Mme Martine David. Une catastrophe !

M. Jean-Marc Ayrault. Le ministre des finances le constate dans un accès de franchise. Et que fait-il ? Rien. Il poursuit la cure d'austérité et taille dans les crédits d'investissement de l'État. Un seul chiffre illustre votre impasse. Dans votre projet de budget pour 2006, vous ne disposez que de 5 malheureux milliards pour mettre en œuvre vos priorités.

Que veut dire l'obligation de résultats quand vous reprenez les instruments éculés de votre prédécesseur qui ont fabriqué 230 000 chômeurs supplémentaires, détruit plus d'emplois qu'ils n'en ont créés, conduit un jeune sur quatre au chômage et accru la précarité avec 70 % des embauches en CDD ?

Que veut dire le pragmatisme dont vous vous réclamez quand la remise en cause des seuils sociaux va priver des milliers de salariés de représentation syndicale et de comités d'entreprise, exonérer de cotisations patronales pour le 1 % logement, réduire le versement pour les transports publics locaux et la participation à la formation professionnelle des salariés ? Que veut dire le pragmatisme quand l'allocation logement est supprimée en dessous de 24 euros alors qu'il est de plus en plus difficile de se loger ? (« C'est scandaleux ! » sur les bancs du groupe socialiste.) Que veut dire le pragmatisme quand les familles sont spoliées d'un milliard d'euros dans le projet de convention d'objectifs et de moyens entre l'État et la Caisse nationale d'allocations familiales, quand les habitants de nos régions voient les chantiers s'arrêter ou ralentir parce le Gouvernement ne verse pas son dû aux collectivités locales ? (Applaudissements sur quelques bancs du groupe socialiste.) Monsieur le Premier ministre, votre pragmatisme est tout sauf concret pour les familles les plus modestes.

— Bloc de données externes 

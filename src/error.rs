//! Centralized error types
//!
//! - `DecodeError`: a single payload could not be decoded
//! - `RegistryError`: a format table set is inconsistent
//! - `Error`: everything around the decoder (config, input parsing)
//!
//! Use `Result<T>` as shorthand for `std::result::Result<T, Error>`.

use std::fmt;
use std::path::PathBuf;

// =============================================================================
// Decode
// =============================================================================

/// Failure to decode one uplink payload
///
/// Decode errors are local to the payload: the registry is untouched and
/// the next payload decodes independently.
#[derive(Debug, Clone, PartialEq, Eq)]
pub enum DecodeError {
    /// Payload has no bytes at all
    EmptyBuffer,
    /// No registered format matches the port / leading byte
    UnknownFormat { port: Option<u8>, code: u8 },
    /// Flags announce a field that runs past the end of the payload
    TruncatedBuffer {
        field: &'static str,
        offset: usize,
        needed: usize,
        available: usize,
    },
}

impl std::error::Error for DecodeError {}

impl fmt::Display for DecodeError {
    fn fmt(&self, f: &mut fmt::Formatter<'_>) -> fmt::Result {
        match self {
            Self::EmptyBuffer => write!(f, "Empty payload"),
            Self::UnknownFormat {
                port: Some(port),
                code,
            } => write!(f, "Unknown format: port {} code 0x{:02X}", port, code),
            Self::UnknownFormat { port: None, code } => {
                write!(f, "Unknown format: code 0x{:02X}", code)
            }
            Self::TruncatedBuffer {
                field,
                offset,
                needed,
                available,
            } => write!(
                f,
                "Truncated payload: {} needs {} bytes at offset {}, {} left",
                field, needed, offset, available
            ),
        }
    }
}

// =============================================================================
// Registry
// =============================================================================

/// Inconsistent format table set
#[derive(Debug, Clone, PartialEq, Eq)]
pub enum RegistryError {
    /// Format has neither a port nor a format code
    Unaddressable { format: &'static str },
    /// Two formats answer to the same (port, code) pair
    DuplicateKey {
        first: &'static str,
        second: &'static str,
    },
    /// Flag fields of one format are not in strictly ascending bit order
    UnorderedBits { format: &'static str, bit: u8 },
    /// Flag field bit does not fit the normalized flag word
    BitOutOfRange { format: &'static str, bit: u8 },
    /// Flag rule inserts a bit outside the wire flag byte
    RuleOutOfRange { format: &'static str, at: u8 },
}

impl std::error::Error for RegistryError {}

impl fmt::Display for RegistryError {
    fn fmt(&self, f: &mut fmt::Formatter<'_>) -> fmt::Result {
        match self {
            Self::Unaddressable { format } => {
                write!(f, "Format {} has neither port nor code", format)
            }
            Self::DuplicateKey { first, second } => {
                write!(f, "Formats {} and {} share the same key", first, second)
            }
            Self::UnorderedBits { format, bit } => {
                write!(f, "Format {}: flag bit {} is out of order", format, bit)
            }
            Self::BitOutOfRange { format, bit } => {
                write!(f, "Format {}: flag bit {} is out of range", format, bit)
            }
            Self::RuleOutOfRange { format, at } => {
                write!(f, "Format {}: cannot insert flag bit at {}", format, at)
            }
        }
    }
}

// =============================================================================
// Application
// =============================================================================

/// Errors around the decoder: config files and payload input
#[derive(Debug)]
pub enum Error {
    /// Config file could not be read
    ConfigRead {
        path: PathBuf,
        source: std::io::Error,
    },
    /// Config file is not valid TOML for `Config`
    ConfigParse {
        path: PathBuf,
        source: toml::de::Error,
    },
    /// Invalid config value
    ConfigValidation { field: &'static str, reason: String },
    /// Input line is not `[port:]hex`
    InvalidInput { input: String, reason: String },
    /// Built-in tables failed to register
    Registry(RegistryError),
    /// Payload failed to decode
    Decode(DecodeError),
}

impl std::error::Error for Error {
    fn source(&self) -> Option<&(dyn std::error::Error + 'static)> {
        match self {
            Self::ConfigRead { source, .. } => Some(source),
            Self::ConfigParse { source, .. } => Some(source),
            Self::Registry(source) => Some(source),
            Self::Decode(source) => Some(source),
            _ => None,
        }
    }
}

impl fmt::Display for Error {
    fn fmt(&self, f: &mut fmt::Formatter<'_>) -> fmt::Result {
        match self {
            Self::ConfigRead { path, .. } => {
                write!(f, "Cannot read config file: {}", path.display())
            }
            Self::ConfigParse { path, .. } => {
                write!(f, "Cannot parse config file: {}", path.display())
            }
            Self::ConfigValidation { field, reason } => {
                write!(f, "Invalid {}: {}", field, reason)
            }
            Self::InvalidInput { input, reason } => {
                write!(f, "Invalid payload '{}': {}", input, reason)
            }
            Self::Registry(e) => write!(f, "Format registry: {}", e),
            Self::Decode(e) => write!(f, "{}", e),
        }
    }
}

impl From<RegistryError> for Error {
    fn from(e: RegistryError) -> Self {
        Self::Registry(e)
    }
}

impl From<DecodeError> for Error {
    fn from(e: DecodeError) -> Self {
        Self::Decode(e)
    }
}

/// Alias for Result with Error
pub type Result<T> = std::result::Result<T, Error>;
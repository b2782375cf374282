//! Configuration management
//!
//! Optional `config.toml` with three sections:
//! - `[decoder]` table profile and fallback port
//! - `[output]` report formatting
//! - `[devices]` device EUI -> display name
//!
//! Every section and key may be omitted.

use crate::error::{Error, Result};
use crate::format::Profile;
use serde::{Deserialize, Serialize};
use std::collections::BTreeMap;
use std::fs;
use std::path::Path;
use tracing::{debug, info};

// =============================================================================
// Application Configuration
// =============================================================================

#[derive(Debug, Clone, Default, PartialEq, Serialize, Deserialize)]
#[serde(default)]
pub struct Config {
    pub decoder: DecoderConfig,
    pub output: OutputConfig,
    pub devices: DeviceNames,
}

#[derive(Debug, Clone, Default, PartialEq, Serialize, Deserialize)]
#[serde(default)]
pub struct DecoderConfig {
    /// Table variant set ("strict" or "legacy")
    pub profile: Profile,
    /// Port assumed for payloads given without one
    pub default_port: Option<u8>,
}

#[derive(Debug, Clone, PartialEq, Serialize, Deserialize)]
#[serde(default)]
pub struct OutputConfig {
    /// Pretty-print JSON reports
    pub pretty: bool,
    /// Attach the format metadata block to each report
    pub include_metadata: bool,
}

impl Default for OutputConfig {
    fn default() -> Self {
        Self {
            pretty: false,
            include_metadata: true,
        }
    }
}

// =============================================================================
// Device names
// =============================================================================

/// Read-only device EUI -> display name directory
///
/// EUIs are matched case-insensitively, ignoring `-` and `:` separators.
#[derive(Debug, Clone, Default, PartialEq, Serialize, Deserialize)]
#[serde(from = "BTreeMap<String, String>", into = "BTreeMap<String, String>")]
pub struct DeviceNames {
    names: BTreeMap<String, String>,
}

impl DeviceNames {
    pub fn resolve(&self, eui: &str) -> Option<&str> {
        self.names.get(&normalize_eui(eui)).map(String::as_str)
    }

    pub fn len(&self) -> usize {
        self.names.len()
    }

    pub fn is_empty(&self) -> bool {
        self.names.is_empty()
    }

    fn validate(&self) -> Result<()> {
        for (eui, name) in &self.names {
            if eui.is_empty() || !eui.chars().all(|c| c.is_ascii_hexdigit()) {
                return Err(Error::ConfigValidation {
                    field: "devices",
                    reason: format!("'{}' is not a hex EUI", eui),
                });
            }
            if name.trim().is_empty() {
                return Err(Error::ConfigValidation {
                    field: "devices",
                    reason: format!("empty name for {}", eui),
                });
            }
        }
        Ok(())
    }
}

impl From<BTreeMap<String, String>> for DeviceNames {
    fn from(map: BTreeMap<String, String>) -> Self {
        Self {
            names: map
                .into_iter()
                .map(|(eui, name)| (normalize_eui(&eui), name))
                .collect(),
        }
    }
}

impl From<DeviceNames> for BTreeMap<String, String> {
    fn from(devices: DeviceNames) -> Self {
        devices.names
    }
}

fn normalize_eui(eui: &str) -> String {
    eui.chars()
        .filter(|c| !matches!(c, '-' | ':'))
        .map(|c| c.to_ascii_uppercase())
        .collect()
}

// =============================================================================
// Loading
// =============================================================================

impl Config {
    /// Load and validate a config file
    pub fn load(path: &Path) -> Result<Self> {
        let text = fs::read_to_string(path).map_err(|source| Error::ConfigRead {
            path: path.to_path_buf(),
            source,
        })?;

        let config: Config = toml::from_str(&text).map_err(|source| Error::ConfigParse {
            path: path.to_path_buf(),
            source,
        })?;

        config.validate()?;
        info!(
            path = %path.display(),
            profile = ?config.decoder.profile,
            devices = config.devices.len(),
            "Loaded config"
        );
        Ok(config)
    }

    /// Load `path` if given, defaults otherwise
    pub fn load_optional(path: Option<&Path>) -> Result<Self> {
        match path {
            Some(path) => Self::load(path),
            None => {
                debug!("No config file, using defaults");
                Ok(Self::default())
            }
        }
    }

    fn validate(&self) -> Result<()> {
        // Port 0 carries MAC commands, never application data
        if self.decoder.default_port == Some(0) {
            return Err(Error::ConfigValidation {
                field: "decoder.default_port",
                reason: "must be between 1 and 255".into(),
            });
        }

        self.devices.validate()
    }
}

// =============================================================================
// Tests
// =============================================================================

#[cfg(test)]
mod tests {
    use super::*;

    #[test]
    fn test_config_empty_file() {
        let config: Config = toml::from_str("").unwrap();
        assert_eq!(config, Config::default());
        assert_eq!(config.decoder.profile, Profile::Strict);
        assert!(config.output.include_metadata);
        assert!(!config.output.pretty);
    }

    #[test]
    fn test_config_full_file() {
        let toml_str = r#"
            [decoder]
            profile = "legacy"
            default_port = 1

            [output]
            pretty = true
            include_metadata = false

            [devices]
            "00-02-CC-01-00-00-01-2A" = "Garden north"
        "#;
        let config: Config = toml::from_str(toml_str).unwrap();

        assert_eq!(config.decoder.profile, Profile::Legacy);
        assert_eq!(config.decoder.default_port, Some(1));
        assert!(config.output.pretty);
        assert!(!config.output.include_metadata);
        assert!(config.validate().is_ok());
    }

    #[test]
    fn test_device_names_normalized() {
        let config: Config = toml::from_str(
            r#"
            [devices]
            "00-02-cc-01-00-00-01-2a" = "Garden north"
            "#,
        )
        .unwrap();

        assert_eq!(
            config.devices.resolve("0002CC010000012A"),
            Some("Garden north")
        );
        assert_eq!(
            config.devices.resolve("00:02:CC:01:00:00:01:2A"),
            Some("Garden north")
        );
        assert_eq!(config.devices.resolve("0002CC010000012B"), None);
    }

    #[test]
    fn test_unknown_profile_rejected() {
        let result: std::result::Result<Config, _> = toml::from_str(
            r#"
            [decoder]
            profile = "lenient"
            "#,
        );
        assert!(result.is_err());
    }

    #[test]
    fn test_config_validation() {
        let mut config = Config::default();
        assert!(config.validate().is_ok());

        config.decoder.default_port = Some(0);
        assert!(config.validate().is_err());
        config.decoder.default_port = Some(2);
        assert!(config.validate().is_ok());

        let devices: BTreeMap<String, String> =
            [("not-an-eui".to_string(), "x".to_string())].into();
        config.devices = devices.into();
        assert!(config.validate().is_err());

        let devices: BTreeMap<String, String> =
            [("0002CC01".to_string(), "  ".to_string())].into();
        config.devices = devices.into();
        assert!(config.validate().is_err());
    }

    #[test]
    fn test_config_serialize_deserialize_roundtrip() {
        let mut config = Config::default();
        config.decoder.profile = Profile::Legacy;
        config.output.pretty = true;
        config.devices = BTreeMap::from([("0002cc01".to_string(), "Shed".to_string())]).into();

        let text = toml::to_string(&config).unwrap();
        let parsed: Config = toml::from_str(&text).unwrap();
        assert_eq!(parsed, config);
    }

    #[test]
    fn test_load_missing_file() {
        let err = Config::load(Path::new("/nonexistent/catena.toml")).unwrap_err();
        assert!(matches!(err, Error::ConfigRead { .. }));
    }

    #[test]
    fn test_load_optional_defaults() {
        assert_eq!(Config::load_optional(None).unwrap(), Config::default());
    }
}
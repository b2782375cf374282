//! Format registry
//!
//! Maps a LoRaWAN port and/or leading format byte to the field layout and
//! static metadata of one message type. The registry is built once and is
//! read-only afterwards; `Registry` is `Send + Sync` and can be shared
//! freely between decoding threads.
//!
//! # Adding a new format
//!
//! 1. Write a constructor in `tables.rs` returning a `Format`
//! 2. Add it to `tables::builtin`
//! 3. No changes to the codec needed

pub mod tables;

use crate::codec::{FlagRule, Layout};
use crate::error::{DecodeError, RegistryError};
use serde::{Deserialize, Serialize};
use tracing::debug;

// =============================================================================
// Keys and metadata
// =============================================================================

/// How a format is addressed on the wire
///
/// - `code` set: `payload[0]` is the format byte; `port`, if set, must also
///   match whenever the caller supplies a port.
/// - `code` unset: the format is selected by `port` alone and the payload
///   starts with the flag byte.
#[derive(Debug, Clone, Copy, PartialEq, Eq)]
pub struct FormatKey {
    pub port: Option<u8>,
    pub code: Option<u8>,
}

impl FormatKey {
    /// Format byte carried in the payload, optionally bound to a port
    pub const fn code(port: Option<u8>, code: u8) -> Self {
        Self {
            port,
            code: Some(code),
        }
    }

    /// Format selected by port alone
    pub const fn port(port: u8) -> Self {
        Self {
            port: Some(port),
            code: None,
        }
    }

    /// Bytes preceding the flag byte
    pub fn header_len(&self) -> usize {
        usize::from(self.code.is_some())
    }

    fn matches(&self, port: Option<u8>, first: u8) -> bool {
        match self.code {
            None => self.port.is_some() && self.port == port,
            Some(code) => {
                code == first && (port.is_none() || self.port.is_none() || self.port == port)
            }
        }
    }

    /// True when some input could select both keys
    fn overlaps(&self, other: &Self) -> bool {
        match (self.code, other.code) {
            (None, None) => self.port == other.port,
            (Some(a), Some(b)) => {
                a == b && (self.port.is_none() || other.port.is_none() || self.port == other.port)
            }
            _ => false,
        }
    }
}

/// Descriptive record attached to every decode of a format
#[derive(Debug, Clone, Copy, PartialEq, Eq, Serialize)]
#[serde(rename_all = "camelCase")]
pub struct Metadata {
    pub node_type: &'static str,
    pub platform_type: &'static str,
    pub radio_type: &'static str,
    pub application_name: &'static str,
}

/// Table variant set
///
/// `Legacy` reproduces the deployed Hualian garden flow bit for bit,
/// including its missing sign extension on the 0x15 one-wire and soil
/// temperatures.
#[derive(
    Debug, Clone, Copy, PartialEq, Eq, Serialize, Deserialize, Default, clap::ValueEnum,
)]
#[serde(rename_all = "lowercase")]
pub enum Profile {
    #[default]
    Strict,
    Legacy,
}

/// One registered message type
#[derive(Debug, Clone, PartialEq)]
pub struct Format {
    /// Short identifier used in logs and reports (e.g. "0x15", "port2")
    pub name: &'static str,
    pub key: FormatKey,
    pub layout: Layout,
    pub metadata: Metadata,
}

// =============================================================================
// Registry
// =============================================================================

/// Immutable set of formats
#[derive(Debug, Clone)]
pub struct Registry {
    formats: Vec<Format>,
}

impl Registry {
    pub fn builder() -> RegistryBuilder {
        RegistryBuilder::default()
    }

    /// All Catena formats for `profile`
    pub fn builtin(profile: Profile) -> Result<Self, RegistryError> {
        tables::builtin(profile)
            .into_iter()
            .fold(Self::builder(), RegistryBuilder::register)
            .build()
    }

    /// Find the format for a payload
    ///
    /// Port-only formats take precedence when a port is supplied; otherwise
    /// `payload[0]` is matched as a format byte.
    pub fn lookup(&self, port: Option<u8>, payload: &[u8]) -> Result<&Format, DecodeError> {
        let Some(&first) = payload.first() else {
            return Err(DecodeError::EmptyBuffer);
        };

        self.formats
            .iter()
            .find(|f| f.key.code.is_none() && f.key.matches(port, first))
            .or_else(|| {
                self.formats
                    .iter()
                    .find(|f| f.key.code.is_some() && f.key.matches(port, first))
            })
            .ok_or_else(|| {
                debug!(?port, code = first, "No format matches payload");
                DecodeError::UnknownFormat { port, code: first }
            })
    }

    pub fn get(&self, name: &str) -> Option<&Format> {
        self.formats.iter().find(|f| f.name == name)
    }

    pub fn formats(&self) -> impl Iterator<Item = &Format> {
        self.formats.iter()
    }

    pub fn len(&self) -> usize {
        self.formats.len()
    }

    pub fn is_empty(&self) -> bool {
        self.formats.is_empty()
    }
}

/// Collects formats and validates them as a set
#[derive(Debug, Default)]
pub struct RegistryBuilder {
    formats: Vec<Format>,
}

impl RegistryBuilder {
    pub fn register(mut self, format: Format) -> Self {
        self.formats.push(format);
        self
    }

    pub fn build(self) -> Result<Registry, RegistryError> {
        for (i, format) in self.formats.iter().enumerate() {
            validate(format)?;
            if let Some(other) = self.formats[..i]
                .iter()
                .find(|other| other.key.overlaps(&format.key))
            {
                return Err(RegistryError::DuplicateKey {
                    first: other.name,
                    second: format.name,
                });
            }
        }

        Ok(Registry {
            formats: self.formats,
        })
    }
}

fn validate(format: &Format) -> Result<(), RegistryError> {
    if format.key.port.is_none() && format.key.code.is_none() {
        return Err(RegistryError::Unaddressable {
            format: format.name,
        });
    }

    if let FlagRule::InsertZeroBit { at } = format.layout.rule {
        if at > 7 {
            return Err(RegistryError::RuleOutOfRange {
                format: format.name,
                at,
            });
        }
    }

    let mut previous: Option<u8> = None;
    for field in &format.layout.fields {
        if field.bit > 15 {
            return Err(RegistryError::BitOutOfRange {
                format: format.name,
                bit: field.bit,
            });
        }
        if previous.is_some_and(|p| field.bit <= p) {
            return Err(RegistryError::UnorderedBits {
                format: format.name,
                bit: field.bit,
            });
        }
        previous = Some(field.bit);
    }

    Ok(())
}

#[cfg(test)]
mod tests {
    use super::*;
    use crate::codec::{Conversion, FieldSpec, FlagField, Width};

    const META: Metadata = Metadata {
        node_type: "test",
        platform_type: "test",
        radio_type: "test",
        application_name: "test",
    };

    fn format(name: &'static str, key: FormatKey, bits: &[u8]) -> Format {
        let fields = bits
            .iter()
            .map(|&bit| {
                FlagField::new(bit, FieldSpec::unsigned("x", Width::U8, Conversion::Count))
            })
            .collect();
        Format {
            name,
            key,
            layout: Layout::new(fields),
            metadata: META,
        }
    }

    #[test]
    fn test_builtin_registry_is_consistent() {
        for profile in [Profile::Strict, Profile::Legacy] {
            let registry = Registry::builtin(profile).unwrap();
            assert_eq!(registry.len(), 5);
        }
    }

    #[test]
    fn test_lookup_by_code_with_and_without_port() {
        let registry = Registry::builtin(Profile::Strict).unwrap();

        assert_eq!(registry.lookup(None, &[0x15, 0x00]).unwrap().name, "0x15");
        assert_eq!(registry.lookup(Some(1), &[0x14, 0x00]).unwrap().name, "0x14");
        assert!(matches!(
            registry.lookup(Some(4), &[0x14, 0x00]),
            Err(DecodeError::UnknownFormat {
                port: Some(4),
                code: 0x14
            })
        ));
    }

    #[test]
    fn test_lookup_by_port() {
        let registry = Registry::builtin(Profile::Strict).unwrap();

        // Flag byte 0x15 on port 2 is not the 0x15 format
        assert_eq!(registry.lookup(Some(2), &[0x15]).unwrap().name, "port2");
        assert_eq!(registry.lookup(Some(3), &[0x00]).unwrap().name, "port3");
    }

    #[test]
    fn test_lookup_unknown_and_empty() {
        let registry = Registry::builtin(Profile::Strict).unwrap();

        assert_eq!(
            registry.lookup(None, &[0x42, 0x00]).unwrap_err(),
            DecodeError::UnknownFormat {
                port: None,
                code: 0x42
            }
        );
        assert_eq!(
            registry.lookup(Some(2), &[]).unwrap_err(),
            DecodeError::EmptyBuffer
        );
    }

    #[test]
    fn test_build_rejects_overlapping_keys() {
        let err = Registry::builder()
            .register(format("a", FormatKey::code(Some(1), 0x20), &[0]))
            .register(format("b", FormatKey::code(None, 0x20), &[0]))
            .build()
            .unwrap_err();
        assert_eq!(
            err,
            RegistryError::DuplicateKey {
                first: "a",
                second: "b"
            }
        );

        // Same code on distinct ports is fine
        assert!(Registry::builder()
            .register(format("a", FormatKey::code(Some(1), 0x20), &[0]))
            .register(format("b", FormatKey::code(Some(5), 0x20), &[0]))
            .build()
            .is_ok());
    }

    #[test]
    fn test_build_rejects_bad_layouts() {
        let unaddressable = FormatKey {
            port: None,
            code: None,
        };
        assert!(matches!(
            Registry::builder()
                .register(format("a", unaddressable, &[0]))
                .build(),
            Err(RegistryError::Unaddressable { format: "a" })
        ));

        assert!(matches!(
            Registry::builder()
                .register(format("a", FormatKey::port(9), &[0, 2, 2]))
                .build(),
            Err(RegistryError::UnorderedBits { bit: 2, .. })
        ));

        assert!(matches!(
            Registry::builder()
                .register(format("a", FormatKey::port(9), &[3, 1]))
                .build(),
            Err(RegistryError::UnorderedBits { bit: 1, .. })
        ));

        assert!(matches!(
            Registry::builder()
                .register(format("a", FormatKey::port(9), &[16]))
                .build(),
            Err(RegistryError::BitOutOfRange { bit: 16, .. })
        ));
    }

    #[test]
    fn test_build_rejects_insert_past_flag_byte() {
        let mut wide = format("a", FormatKey::port(9), &[0, 2]);
        wide.layout.rule = FlagRule::InsertZeroBit { at: 16 };
        let err = Registry::builder().register(wide).build().unwrap_err();
        assert_eq!(err, RegistryError::RuleOutOfRange { format: "a", at: 16 });
        assert_eq!(err.to_string(), "Format a: cannot insert flag bit at 16");

        let mut top = format("b", FormatKey::port(9), &[0, 2]);
        top.layout.rule = FlagRule::InsertZeroBit { at: 7 };
        assert!(Registry::builder().register(top).build().is_ok());
    }

    #[test]
    fn test_get_and_iterate_formats() {
        let registry = Registry::builtin(Profile::Legacy).unwrap();

        let c4410 = registry.get("0x11").unwrap();
        assert_eq!(c4410.key, FormatKey::code(Some(1), 0x11));
        assert_eq!(c4410.metadata.application_name, "Hualian garden");
        assert!(registry.get("0x12").is_none());

        let names: Vec<_> = registry.formats().map(|f| f.name).collect();
        assert_eq!(names, ["0x11", "0x14", "0x15", "port2", "port3"]);
        assert!(!registry.is_empty());
    }

    #[test]
    fn test_registry_is_shareable() {
        fn assert_send_sync<T: Send + Sync>() {}
        assert_send_sync::<Registry>();
    }
}
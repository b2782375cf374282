//! Bitmask walk
//!
//! Reads the flag byte, normalizes it once, then visits the layout's flag
//! fields in ascending bit order. Each set bit consumes its parts from the
//! payload; each clear bit contributes only its explicit defaults.

use super::reader::FieldReader;
use super::{Fields, Layout, Width};
use crate::error::DecodeError;
use tracing::{debug, trace};

/// Result of walking one payload
#[derive(Debug, Clone, PartialEq)]
pub struct FieldWalk {
    pub fields: Fields,
    /// Payload bytes consumed, header and flag byte included
    pub consumed: usize,
}

/// Decode the flag byte at `header_len` and every field it announces
pub fn decode_fields(
    layout: &Layout,
    payload: &[u8],
    header_len: usize,
) -> Result<FieldWalk, DecodeError> {
    let mut reader = FieldReader::new(payload, header_len);
    let raw_flags = reader.read(Width::U8, "flags")? as u8;
    let flags = layout.rule.normalize(raw_flags);

    let unknown = flags & !layout.known_bits();
    if unknown != 0 {
        debug!(
            flags = raw_flags,
            unknown, "Ignoring flag bits with no declared field"
        );
    }

    let mut fields = Fields::new();
    for flag in &layout.fields {
        if flags & flag.mask() == 0 {
            for part in &flag.parts {
                if let Some(value) = part.absent {
                    fields.insert(part.key, value);
                }
            }
            continue;
        }

        for part in &flag.parts {
            let raw = reader.read(part.width, part.key)?;
            let value = part.decode_raw(raw);
            trace!(key = part.key, raw, ?value, "Decoded field");
            fields.insert(part.key, value);
        }
    }

    Ok(FieldWalk {
        fields,
        consumed: reader.offset(),
    })
}
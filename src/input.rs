//! Payload input parsing
//!
//! Translates text lines into uplinks. Line format: `[port:]hex`, where the
//! hex digits may be separated by spaces (as copied from a network console).
//!
//! ```text
//! 15 01 18 00
//! 1:150118 00
//! 2:0D F8 00 42 17 80 59 35 80
//! ```

use crate::error::{Error, Result};

/// One raw payload with its optional port
#[derive(Debug, Clone, PartialEq, Eq)]
pub struct Uplink {
    pub port: Option<u8>,
    pub payload: Vec<u8>,
}

impl Uplink {
    /// Use `port` when the line did not carry one
    pub fn with_default_port(mut self, port: Option<u8>) -> Self {
        self.port = self.port.or(port);
        self
    }
}

/// Parse one `[port:]hex` line
pub fn parse_line(line: &str) -> Result<Uplink> {
    let line = line.trim();
    let invalid = |reason: &str| Error::InvalidInput {
        input: line.to_string(),
        reason: reason.to_string(),
    };

    let (port, hex_part) = match line.split_once(':') {
        Some((port, rest)) => {
            let port = port
                .trim()
                .parse::<u8>()
                .map_err(|_| invalid("port must be 0-255"))?;
            (Some(port), rest)
        }
        None => (None, line),
    };

    let digits: String = hex_part.split_whitespace().collect();
    if digits.is_empty() {
        return Err(invalid("no payload bytes"));
    }

    let payload = hex::decode(&digits).map_err(|e| invalid(&e.to_string()))?;
    Ok(Uplink { port, payload })
}

/// True for blank lines and `#` comments
pub fn is_skippable(line: &str) -> bool {
    let line = line.trim();
    line.is_empty() || line.starts_with('#')
}

#[cfg(test)]
mod tests {
    use super::*;

    #[test]
    fn test_parse_plain_hex() {
        let uplink = parse_line("15011800").unwrap();
        assert_eq!(uplink.port, None);
        assert_eq!(uplink.payload, vec![0x15, 0x01, 0x18, 0x00]);
    }

    #[test]
    fn test_parse_spaced_hex_with_port() {
        let uplink = parse_line(" 2: 0d f8 00 42 \n").unwrap();
        assert_eq!(uplink.port, Some(2));
        assert_eq!(uplink.payload, vec![0x0D, 0xF8, 0x00, 0x42]);
    }

    #[test]
    fn test_parse_rejects_bad_input() {
        assert!(parse_line("").is_err());
        assert!(parse_line("1:").is_err());
        assert!(parse_line("300:1500").is_err());
        assert!(parse_line("15 0").is_err());
        assert!(parse_line("zz").is_err());
    }

    #[test]
    fn test_default_port_only_fills_missing() {
        let uplink = parse_line("1500").unwrap().with_default_port(Some(1));
        assert_eq!(uplink.port, Some(1));

        let uplink = parse_line("3:00").unwrap().with_default_port(Some(1));
        assert_eq!(uplink.port, Some(3));
    }

    #[test]
    fn test_skippable_lines() {
        assert!(is_skippable("   "));
        assert!(is_skippable("# vectors from the field"));
        assert!(!is_skippable("15 00"));
    }
}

Voilà pourquoi votre pari des « cents jours » apparaît déjà perdu. Ni le travail ni la confiance ne se décrètent par ordonnance. La France est en état de crise globale : économique, sociale, politique et morale.

Où est le sursaut tant attendu ? Où est le redressement ? Où est le changement ? On nous promettait la bravoure du général Hoche, nous héritons des pantoufles du général Gamelin. (Applaudissements sur les bancs du groupe socialiste. - Huées sur les bancs du groupe de l'Union pour un mouvement populaire.) Au séisme du 29 mai, vous répondez par la continuité. À « la gestion de bon père de famille » succède la gouvernance de précaution. Vous redistribuez les portefeuilles, mais vous gardez les mêmes hommes et les mêmes femmes. Vous rabotez les aspérités, mais vous conservez les mêmes projets. C'est la politique du Kärcher, rendue tristement célèbre par votre ministre de l'intérieur, qui consiste à nettoyer en surface ce qui n'est pas présentable en profondeur. (Applaudissements sur les bancs du groupe socialiste.)

Ainsi, l'abandon des baisses d'impôts pour les plus favorisés se transforme discrètement en augmentation des prélèvements pour tous les autres, c'est-à-dire la majorité des Français. L'entrée en vigueur de la réforme du médecin traitant masque l'explosion des inégalités tarifaires et des déremboursements.

La loi d'orientation de l'éducation nationale est délestée de quelques décrets mineurs pour mieux faire oublier l'austérité de la carte scolaire pour la rentrée prochaine.

M. Christian Bataille. Très bien !

M. Jean-Marc Ayrault. M. Clément, ministre de la justice, tempère la loi Perben II sur la criminalisation des avocats pour mieux céder à M. Sarkozy une loi de circonstance contre la récidive.

Permettez-moi un mot sur ce point. Le code pénal offre tous les instruments pour punir sévèrement les récidivistes. La grande carence de la justice, nous le savons tous ici - et, monsieur Clément, vous l'avez assez dit quand vous présidiez la commission des lois -, c'est la faiblesse du suivi des détenus à leur sortie de prison. Ajouter des lois à des lois, sous le coup de l'émotion, ne sert à rien quand l'autorité judiciaire est incapable de les appliquer, compte tenu de la faiblesse de ses moyens. Avant d'en créer de nouvelles, commençons par appliquer pleinement celles qui existent. (Applaudissements sur les bancs du groupe socialiste.)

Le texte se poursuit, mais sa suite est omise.